PT Bank Mandiri Tbk (BMRI) resmi melakukan pemecahan nilai nominal saham (stock split) dengan rasio 1:2, dari nilai nominal Rp 250 per saham menjadi Rp 125 per saham. Adapun, sebelum melakukan pemecahan, nilai nominal saham BMRI yakni sebesar Rp 250 per saham, dengan jumlah 46,66 miliar lembar saham. Kemudian, setelah pemecahan saham, nilai nominal saham BMRI menjadi Rp 125 per saham, dengan jumlah 93,33 miliar lembar saham.
Meningat BMRI memiliki pengalaman positif soal stock split pada 2017 lalu, aksi stock split ini pun diproyeksikan dapat menjadi sentimen positif untuk saham BMRI. Saat itu, tepatnya pada 13 September 2017, Bank Mandiri membagi sahamnya dengan rasio 1:2, rasio yang sama dengan stock split saat ini. Harga saham BMRI pun terbagi, dari di kisaran Rp13.000-an/saham menjadi Rp6.000-an/saham.
Aksi stock split pada tahun itu disambut positif oleh para investor. Terlihat bahwa kinerja saham BMRI melonjak 21,67% sejak stock split hingga akhir 2017 di posisi Rp8.000/saham. Lalu, apakah harga saham BMRI akan naik lagi setelah stock split kali ini?

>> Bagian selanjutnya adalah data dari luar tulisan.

//! SendGrid batch email erasure.
//!
//! Cleanup companion for the verification flow: once a test batch is done,
//! the addresses are purged from SendGrid through the Recipients' Data
//! Erasure API. Each configured key (an "integration") is verified and
//! processed on its own; one failing key is recorded in the run report
//! instead of aborting the others.

use std::collections::BTreeMap;
use std::path::{Path, PathBuf};
use std::time::Duration;

use anyhow::{Context, Result};
use chrono::Local;
use reqwest::header::HeaderMap;
use reqwest::Client;
use serde::Serialize;
use serde_json::{json, Value};
use tracing::{info, warn};

/// SendGrid API base.
const SENDGRID_BASE_URL: &str = "https://api.sendgrid.com";

/// Timeout for erase calls; the job touches every address in the batch.
const ERASE_TIMEOUT: Duration = Duration::from_secs(30);

/// Outcome of one erase attempt for one integration.
///
/// Always produced, success or not, so the run report covers every
/// integration that was tried.
#[derive(Debug, Serialize)]
pub struct EraseOutcome {
    /// Whether SendGrid accepted the erasure job
    pub success: bool,
    /// HTTP status, when a response was received at all
    pub status_code: Option<u16>,
    /// Acceptance message or extracted error
    pub message: String,
    /// Request and job identifiers harvested from the response
    pub request_ids: BTreeMap<String, String>,
}

/// Client for SendGrid's Recipients' Data Erasure API.
pub struct SendGridClient {
    http: Client,
    base_url: String,
}

impl SendGridClient {
    pub fn new() -> Result<Self> {
        Self::with_base_url(SENDGRID_BASE_URL.to_string())
    }

    /// Build a client against an explicit base URL (tests point this at a
    /// local mock).
    pub fn with_base_url(base_url: String) -> Result<Self> {
        let http = Client::builder()
            .timeout(ERASE_TIMEOUT)
            .build()
            .context("Failed to create HTTP client")?;

        Ok(Self {
            http,
            base_url: base_url.trim_end_matches('/').to_string(),
        })
    }

    /// Verify an API key by fetching the account profile.
    pub async fn test_connection(&self, api_key: &str, integration: &str) -> bool {
        let url = format!("{}/v3/user/profile", self.base_url);

        match self.http.get(&url).bearer_auth(api_key).send().await {
            Ok(response) if response.status().is_success() => {
                info!(integration = integration, "sendgrid_connection_ok");
                true
            }
            Ok(response) => {
                warn!(
                    integration = integration,
                    status = response.status().as_u16(),
                    "sendgrid_connection_rejected"
                );
                false
            }
            Err(e) => {
                warn!(integration = integration, error = %e, "sendgrid_connection_failed");
                false
            }
        }
    }

    /// Submit an erasure job for `emails`.
    ///
    /// Erasure is irreversible on SendGrid's side, so nothing is retried;
    /// transport errors and rejections become failed outcomes.
    pub async fn erase_emails(&self, api_key: &str, emails: &[String]) -> EraseOutcome {
        let url = format!("{}/v3/recipients/erasejob", self.base_url);
        let body = json!({ "email_addresses": emails });

        info!(emails = emails.len(), "sendgrid_erase_submitting");

        let response = match self
            .http
            .post(&url)
            .bearer_auth(api_key)
            .json(&body)
            .send()
            .await
        {
            Ok(response) => response,
            Err(e) => {
                warn!(error = %e, "sendgrid_erase_request_failed");
                return EraseOutcome {
                    success: false,
                    status_code: None,
                    message: format!("request failed: {}", e),
                    request_ids: BTreeMap::new(),
                };
            }
        };

        let status = response.status().as_u16();
        let mut request_ids = harvest_header_ids(response.headers());
        let text = response.text().await.unwrap_or_default();

        if let Ok(parsed) = serde_json::from_str::<Value>(&text) {
            harvest_body_ids(&parsed, &mut request_ids);
        }

        // 201 = job created, 202 = accepted; the API has answered with both.
        if matches!(status, 200 | 201 | 202 | 204) {
            info!(
                status = status,
                emails = emails.len(),
                request_ids = ?request_ids,
                "sendgrid_erase_accepted"
            );
            EraseOutcome {
                success: true,
                status_code: Some(status),
                message: format!("Successfully initiated erasure for {} emails", emails.len()),
                request_ids,
            }
        } else {
            let message = extract_error_message(&text);
            warn!(status = status, error = %message, "sendgrid_erase_rejected");
            EraseOutcome {
                success: false,
                status_code: Some(status),
                message,
                request_ids,
            }
        }
    }
}

/// Pull request and trace identifiers out of the response headers.
fn harvest_header_ids(headers: &HeaderMap) -> BTreeMap<String, String> {
    let mut ids = BTreeMap::new();
    for (header, key) in [
        ("x-request-id", "x_request_id"),
        ("x-message-id", "x_message_id"),
        ("x-trace-id", "x_trace_id"),
    ] {
        if let Some(value) = headers.get(header).and_then(|v| v.to_str().ok()) {
            ids.insert(key.to_string(), value.to_string());
        }
    }
    ids
}

/// Pull job identifiers out of the response body.
fn harvest_body_ids(body: &Value, ids: &mut BTreeMap<String, String>) {
    for (field, key) in [
        ("job_id", "job_id"),
        ("id", "erasure_job_id"),
        ("request_id", "request_id"),
    ] {
        if let Some(value) = body.get(field).and_then(id_to_string) {
            ids.insert(key.to_string(), value);
        }
    }
}

/// Identifiers arrive as strings or bare numbers depending on the endpoint.
fn id_to_string(value: &Value) -> Option<String> {
    match value {
        Value::String(s) => Some(s.clone()),
        Value::Number(n) => Some(n.to_string()),
        _ => None,
    }
}

/// Turn an error response body into a displayable message.
fn extract_error_message(text: &str) -> String {
    if text.is_empty() {
        return "Unknown error".to_string();
    }
    match serde_json::from_str::<Value>(text) {
        Ok(Value::Object(map)) => map
            .get("errors")
            .or_else(|| map.get("message"))
            .map(|v| v.to_string())
            .unwrap_or_else(|| "Unknown error".to_string()),
        Ok(other) => other.to_string(),
        Err(_) => text.to_string(),
    }
}

/// Read and clean email addresses from a CSV or plain text file.
///
/// CSV input takes the first column of every row; any entry without an `@`
/// is dropped, which also takes care of header rows.
pub fn read_emails_from_file(path: &Path) -> Result<Vec<String>> {
    let mut emails = Vec::new();

    if path.extension().and_then(|e| e.to_str()) == Some("csv") {
        let mut reader = csv::ReaderBuilder::new()
            .has_headers(false)
            .flexible(true)
            .from_path(path)
            .with_context(|| format!("Failed to open {}", path.display()))?;

        for record in reader.records() {
            let record = record.context("Failed to read CSV record")?;
            if let Some(field) = record.get(0) {
                let email = field.trim();
                if email.contains('@') {
                    emails.push(email.to_string());
                }
            }
        }
    } else {
        let content = std::fs::read_to_string(path)
            .with_context(|| format!("Failed to open {}", path.display()))?;
        for line in content.lines() {
            let email = line.trim();
            if email.contains('@') {
                emails.push(email.to_string());
            }
        }
    }

    info!(path = %path.display(), emails = emails.len(), "emails_loaded");
    Ok(emails)
}

/// Write the JSON record and Markdown report for an erasure run.
///
/// Returns the two paths (record, report).
pub fn write_reports(
    out_dir: &Path,
    emails: &[String],
    results: &BTreeMap<String, EraseOutcome>,
) -> Result<(PathBuf, PathBuf)> {
    let now = Local::now();
    let stamp = now.format("%Y%m%d_%H%M%S");

    let record_path = out_dir.join(format!("erasure_record_{}.json", stamp));
    let report_path = out_dir.join(format!("erasure_report_{}.md", stamp));

    let record = json!({
        "timestamp": now.to_rfc3339(),
        "emails_count": emails.len(),
        "emails": emails,
        "results": results,
    });
    std::fs::write(&record_path, serde_json::to_vec_pretty(&record)?)
        .with_context(|| format!("Failed to write {}", record_path.display()))?;

    let mut report = String::new();
    report.push_str("# SendGrid Email Erasure Report\n\n");
    report.push_str(&format!("**Generated**: {}\n\n", now.to_rfc3339()));

    report.push_str("## Summary\n\n");
    report.push_str(&format!("- **Total Emails Processed**: {}\n", emails.len()));
    report.push_str(&format!("- **Integrations Tested**: {}\n\n", results.len()));

    report.push_str("## Emails Processed\n\n");
    for (i, email) in emails.iter().enumerate() {
        report.push_str(&format!("{}. {}\n", i + 1, email));
    }

    report.push_str("\n## Results by Integration\n\n");
    for (integration, outcome) in results {
        report.push_str(&format!("### {}\n\n", integration));
        report.push_str(&format!(
            "- **Status**: {}\n",
            if outcome.success { "Success" } else { "Failed" }
        ));
        report.push_str(&format!(
            "- **Status Code**: {}\n",
            outcome
                .status_code
                .map_or("N/A".to_string(), |s| s.to_string())
        ));
        report.push_str(&format!("- **Message**: {}\n", outcome.message));
        if !outcome.request_ids.is_empty() {
            report.push_str("\n#### Request IDs\n\n");
            for (kind, value) in &outcome.request_ids {
                report.push_str(&format!("- **{}**: `{}`\n", kind, value));
            }
        }
        report.push('\n');
    }

    report.push_str("## Notes\n\n");
    report.push_str(
        "- Jobs go through the Recipients' Data Erasure API (POST /v3/recipients/erasejob)\n",
    );
    report.push_str("- Status 201/202 means the job was created or accepted\n");
    report.push_str("- Status 403 means the key lacks the erasure permission\n");
    report.push_str("- Erased addresses cannot be recovered\n");

    std::fs::write(&report_path, report)
        .with_context(|| format!("Failed to write {}", report_path.display()))?;

    info!(
        record = %record_path.display(),
        report = %report_path.display(),
        "erasure_reports_written"
    );
    Ok((record_path, report_path))
}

Berdasarkan laporan keuangannya, hingga kuartal IV 2022, Bank Mandiri membukukan total laba sebesar Rp41,2 triliun. Laba tahunan bank pelat merah itu naik 46,9% dari 2021 yang sebesar Rp28,02 triliun. Kenaikan pendapatan bunga dan syariah bersih yang meningkat 20,31% YoY menjadi Rp 87,90 triliun di tahun 2022 memberikan kontribusi signifikan terhadap peningkatan laba bersih. Net interest margin (NIM) Bank Mandiri juga meningkat dari 4,73% di tahun 2021 menjadi 5,16% di tahun 2022. Per Desember 2022, NIM Bank Mandiri lebih tinggi dari rata-rata perbankan Indonesia sebesar 4,8%.
Dari sisi likuiditas BMRI yang tercermin dari rasio Loan to Deposit (LDR) yang masih di bawah 80%, menandakan bahwa ruang untuk menyalurkan kredit juga masih terbuka lebar. Sehingga, bukan tidak mungkin laba bersih BMRI akan naik dua digit hingga 2023 dengan peluang kredit masih meningkat dua digit dan jika kualitas aset terus membaik.